Dive Brief:
- The U.S. International Trade Commission (USITC) has published a 500-page report on the effect of an intellectual property agreement on COVID-19 diagnostics and therapeutics.
- Last year, the World Trade Organization set rules on compulsory licensing of COVID-19 vaccines, a practice that could allow governments to bypass intellectual property and enable the legal sale of copies of patented products.
- The USITC report considers the implications of extending the compulsory licensing decision to COVID-19 diagnostics, presenting conflicting testimony from the medtech industry and advocacy groups about the impact of the action.
Dive Insight:
U.S. Trade Representative Katherine Tai asked the USITC in December to prepare a report on the effect of the Agreement on Trade-Related Aspects of Intellectual Property Rights on the availability of diagnostics and therapeutics.
Ashley Miller, AdvaMed’s executive vice president of global strategy and analysis, is quoted in a section of the report about extending compulsory patent licensing from COVID-19 vaccines to diagnostics. According to Miller, the extension could be complicated because many COVID-19 tests run on platform technologies that are also used to detect other pathogens. As such, an extension could result in “U.S. companies losing IP protections for many diagnostics where COVID-19-related uses are a small share of applications,” Miller said.
In a separate statement about the report, Miller said it “contains and reinforces many of AdvaMed’s objections to limiting IP protection for COVID-19 products. As we did throughout the pandemic, AdvaMed and our members will continue to work with the U.S. Government, other governments, and multilateral organizations to address impediments to patient access to diagnostics, including those reflected in the report.”

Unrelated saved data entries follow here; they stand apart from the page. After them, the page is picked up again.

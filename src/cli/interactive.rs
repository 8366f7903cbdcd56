use super::convert::print_chart_location;
use super::terminal::TerminalSurface;
use super::ui;
use crate::charts::SvgCanvas;
use crate::core::{ConverterWidget, IndicatorProvider};
use anyhow::{Context, Result};
use std::io::Write;
use tokio::io::{AsyncBufRead, AsyncBufReadExt, BufReader};
use tracing::debug;

const PROMPT: &str = "amount currency> ";

/// Loads the catalog once, then converts one `<amount> <currency>` line at a
/// time from stdin until `quit` or end of input.
pub async fn run(provider: &dyn IndicatorProvider, canvas: SvgCanvas) -> Result<()> {
    let stdin = BufReader::new(tokio::io::stdin());
    run_with_input(provider, canvas, stdin, true).await
}

pub async fn run_with_input<R>(
    provider: &dyn IndicatorProvider,
    canvas: SvgCanvas,
    input: R,
    prompt: bool,
) -> Result<()>
where
    R: AsyncBufRead + Unpin,
{
    let mut widget = ConverterWidget::new(provider, canvas);
    let mut surface = TerminalSurface::new(prompt);

    if widget.load_catalog(&mut surface).await.is_ok() {
        surface.print_options();
    }
    println!(
        "{}",
        ui::style_text(
            "Enter an amount in CLP and a currency code or number, or `quit`.",
            ui::StyleType::Subtle
        )
    );

    let mut lines = input.lines();
    loop {
        if prompt {
            print!("{PROMPT}");
            std::io::stdout().flush().context("Failed to flush stdout")?;
        }

        let Some(line) = lines.next_line().await.context("Failed to read input")? else {
            break;
        };
        let mut tokens = line.split_whitespace();
        let amount = tokens.next().unwrap_or_default();
        if matches!(amount, "quit" | "exit" | "q") {
            break;
        }
        if amount.is_empty() {
            continue;
        }
        let currency = tokens.next().unwrap_or_default();
        debug!(%amount, %currency, "Convert triggered");

        surface.set_input(amount, currency);
        if widget.on_convert(&mut surface).await.is_ok() {
            if let Some(chart) = widget.chart().current() {
                print_chart_location(&chart.path);
            }
        }
    }
    Ok(())
}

USITC also quotes several people who rebutted Miller’s claims. Sanya Reid Smith of the non-governmental organization Social Watch said any definitions would be “heavily negotiated” and cited HIV/AIDS as an example of how compulsory licensing could work in practice. Brook Baker of Health GAP, an organization advocating for access to HIV treatment, testified that “field-of-use restrictions” would limit the compulsory licenses to uses for COVID-19.